[Saved entries]
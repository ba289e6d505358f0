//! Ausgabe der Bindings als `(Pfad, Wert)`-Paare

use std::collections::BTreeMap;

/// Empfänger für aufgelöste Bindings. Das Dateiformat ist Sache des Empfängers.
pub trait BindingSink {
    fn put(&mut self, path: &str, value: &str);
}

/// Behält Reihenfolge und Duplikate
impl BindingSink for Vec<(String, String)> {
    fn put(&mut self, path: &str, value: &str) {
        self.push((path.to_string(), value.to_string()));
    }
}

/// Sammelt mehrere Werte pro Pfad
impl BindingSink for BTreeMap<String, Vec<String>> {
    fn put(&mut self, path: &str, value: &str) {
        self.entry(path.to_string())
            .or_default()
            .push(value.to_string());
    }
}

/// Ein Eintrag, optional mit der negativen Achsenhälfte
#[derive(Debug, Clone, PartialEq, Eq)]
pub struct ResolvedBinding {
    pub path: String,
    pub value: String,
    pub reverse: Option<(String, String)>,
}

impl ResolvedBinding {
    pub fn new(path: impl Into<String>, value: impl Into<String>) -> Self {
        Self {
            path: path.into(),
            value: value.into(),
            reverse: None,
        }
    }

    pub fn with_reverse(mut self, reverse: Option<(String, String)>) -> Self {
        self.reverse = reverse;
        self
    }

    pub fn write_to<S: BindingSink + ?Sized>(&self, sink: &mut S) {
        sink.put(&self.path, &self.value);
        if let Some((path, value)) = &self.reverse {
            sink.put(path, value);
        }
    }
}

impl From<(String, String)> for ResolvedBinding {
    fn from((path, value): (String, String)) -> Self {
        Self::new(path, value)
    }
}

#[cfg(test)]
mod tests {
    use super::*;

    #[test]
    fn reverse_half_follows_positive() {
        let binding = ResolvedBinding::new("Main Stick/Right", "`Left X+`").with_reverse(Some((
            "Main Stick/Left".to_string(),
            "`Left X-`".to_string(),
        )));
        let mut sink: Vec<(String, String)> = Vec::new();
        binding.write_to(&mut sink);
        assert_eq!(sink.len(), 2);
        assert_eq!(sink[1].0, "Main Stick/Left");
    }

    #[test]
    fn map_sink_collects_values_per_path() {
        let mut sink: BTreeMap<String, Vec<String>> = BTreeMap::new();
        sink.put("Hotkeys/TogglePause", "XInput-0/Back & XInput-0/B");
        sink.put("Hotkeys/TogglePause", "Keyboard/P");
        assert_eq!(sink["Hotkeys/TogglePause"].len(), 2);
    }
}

### The task
In the records above, find each line with the word "Main" and copy it out.

### Solution
        let binding = ResolvedBinding::new("Main Stick/Right", "`Left X+`").with_reverse(Some((
            "Main Stick/Left".to_string(),
        assert_eq!(sink[1].0, "Main Stick/Left");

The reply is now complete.